Sí, no cabe duda de que me fotografió y en uno de mis mejores ángulos. Tengo la pose de “Quiqui, la reflexiva”. Es esa en la que observo algo con tanta atención que no me doy cuenta de lo que sucede a mi alrededor.

—Pero mira nada más —murmuro, al darme cuenta de la etiqueta con el nombre del restaurante—. Ahora todo tiene sentido. Así fue como nos encontró.

—Claro, lo flechaste —comenta Sebas, alzando su vaso de terma—. Brindo por esta nueva historia de amor.

—Nada de amor, cuñado. Solo estamos conociéndonos.

—No me vengas con que apenas se están conociendo, porque ya hasta se atrevió a decir que eras su ragazza.

—Y yo ya les expliqué por qué lo hizo —sonrío, recordando nuestro juego de palabras—. Su exnovia la loquilla apareció justo cuando estábamos por irnos y, supongo, que no halló otra forma de quitársela de encima.

—Ay, claro, claro. Y ahora resulta que la única manera de deshacerse de ella fue llamándote su novia, ¿no? Si te oyera mi abuelita Toña, ya te habría dado con el bastón en la cabeza.

—Pero no está aquí, así que te aguantas mis explicaciones, aunque no les encuentres sentido —levanto mi teléfono de la mesa al ver la notificación de WhatsApp—. Hablando de Fabrizio…

—¡Fabrizio Girardi se asoma! —exclaman ambos, chocando sus vasos.

Me muero de risa y me concentro en el mensaje que acaba de enviarme. No puedo evitar sonreír como una niña chiquita al darme cuenta de que cambió su foto de perfil. ¡Qué ternura! Son nuestras tazas de café.

«Buongiorno, bella ragazza. Mi junta se adelantó por algún motivo, lo que quiere decir que tengo varias horas libres. ¿Te gustaría que comamos juntos en La Boca?

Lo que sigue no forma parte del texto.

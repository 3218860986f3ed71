//! Sample playback for tape loops.
//!
//! Plays a shared buffer once from the start at a fractional rate using
//! linear interpolation, with a linear fade-in so a loop never starts with
//! a click.

use std::sync::Arc;

/// A mono sample buffer shared between voices without copying.
#[derive(Debug, Clone)]
pub struct SampleBuffer {
    data: Arc<[f64]>,
    /// Native sample rate of the audio.
    pub sample_rate: u32,
}

impl SampleBuffer {
    pub fn new(data: Vec<f64>, sample_rate: u32) -> Self {
        SampleBuffer {
            data: data.into(),
            sample_rate,
        }
    }

    /// Create from 16-bit signed PCM data.
    pub fn from_i16(pcm: &[i16], sample_rate: u32) -> Self {
        Self::new(pcm.iter().map(|&s| s as f64 / 32768.0).collect(), sample_rate)
    }

    /// Create from f32 samples.
    pub fn from_f32(samples: &[f32], sample_rate: u32) -> Self {
        Self::new(samples.iter().map(|&s| s as f64).collect(), sample_rate)
    }

    pub fn len(&self) -> usize {
        self.data.len()
    }

    pub fn is_empty(&self) -> bool {
        self.data.is_empty()
    }

    pub fn duration_seconds(&self) -> f64 {
        self.data.len() as f64 / self.sample_rate.max(1) as f64
    }

    /// Read a sample with linear interpolation at a fractional position.
    pub fn read_interpolated(&self, position: f64) -> f64 {
        if self.data.is_empty() || position < 0.0 {
            return 0.0;
        }

        let idx = position as usize;
        if idx >= self.data.len() - 1 {
            return if idx < self.data.len() {
                self.data[idx]
            } else {
                0.0
            };
        }

        let frac = position - idx as f64;
        self.data[idx] * (1.0 - frac) + self.data[idx + 1] * frac
    }
}

/// One playing pass through a tape loop.
#[derive(Debug, Clone, Default)]
pub struct TapeVoice {
    buffer: Option<SampleBuffer>,
    /// Current read position in the buffer (fractional).
    position: f64,
    /// Buffer samples advanced per output sample.
    step: f64,
    gain: f64,
    target_gain: f64,
    /// Gain added per sample during the fade-in.
    fade_step: f64,
}

impl TapeVoice {
    pub fn new() -> Self {
        TapeVoice::default()
    }

    /// Start `buffer` from the top. `rate` is the playback-rate multiplier;
    /// the buffer/engine sample-rate ratio is applied on top.
    pub fn start(&mut self, buffer: &SampleBuffer, rate: f64, engine_rate: f64, gain: f64, fade_samples: usize) {
        self.step = rate * buffer.sample_rate as f64 / engine_rate.max(1.0);
        self.buffer = Some(buffer.clone());
        self.position = 0.0;
        self.gain = 0.0;
        self.target_gain = gain;
        self.fade_step = gain / fade_samples.max(1) as f64;
    }

    pub fn is_playing(&self) -> bool {
        self.buffer.is_some()
    }

    /// How far through the buffer playback is, in `[0, 1]`.
    pub fn progress(&self) -> f64 {
        match &self.buffer {
            Some(b) if !b.is_empty() => (self.position / b.len() as f64).min(1.0),
            _ => 1.0,
        }
    }

    #[inline]
    pub fn next_sample(&mut self) -> f64 {
        let Some(buffer) = &self.buffer else {
            return 0.0;
        };
        if self.position >= buffer.len() as f64 {
            self.buffer = None;
            return 0.0;
        }
        let s = buffer.read_interpolated(self.position) * self.gain;
        self.position += self.step;
        self.gain = (self.gain + self.fade_step).min(self.target_gain);
        s
    }

    pub fn stop(&mut self) {
        self.buffer = None;
    }
}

Voglio vederti (Quiero verte)».

—¡Están de suerte! —digo, sin poder dejar de sonreír—. Estará comiendo en La Boca dentro de una hora. ¡Tenemos que ir para allá!

—¿Y nosotros por qué? —interrumpe Dulce, cruzándose de brazos—. Yo quiero ir al cementerio de Recoleta.

—Iremos otro día —me levanto rápido de la mesa—. Vámonos, que está algo lejitos y no quiero llegar tarde.

—Voy a apuntar esto en mi libreta de favores que debo cobrarle a Quiana Rebecca Varela —dice en tono de broma, terminando su refresco.

—Hoy por ti, mañana por mí, hermanita —respondo, guiñándole un ojo—. No olvides que fui la alcahueta para que ustedes dos, par de guajolotes, pudieran verse a escondidas.

—Lo que sea de cada quién, tiene razón, mi cielo —concuerda Sebas, abrazándola—. Andando, mi guajolotita.

—¡Siiiiii! —esquivo las mesas para llegar a la barra, y le pido la cuenta al mesero a la vez que sigo escribiéndole a Fabrizio.

«Nos vemos en cuarenta minutos, novio italiano. Estoy en camino».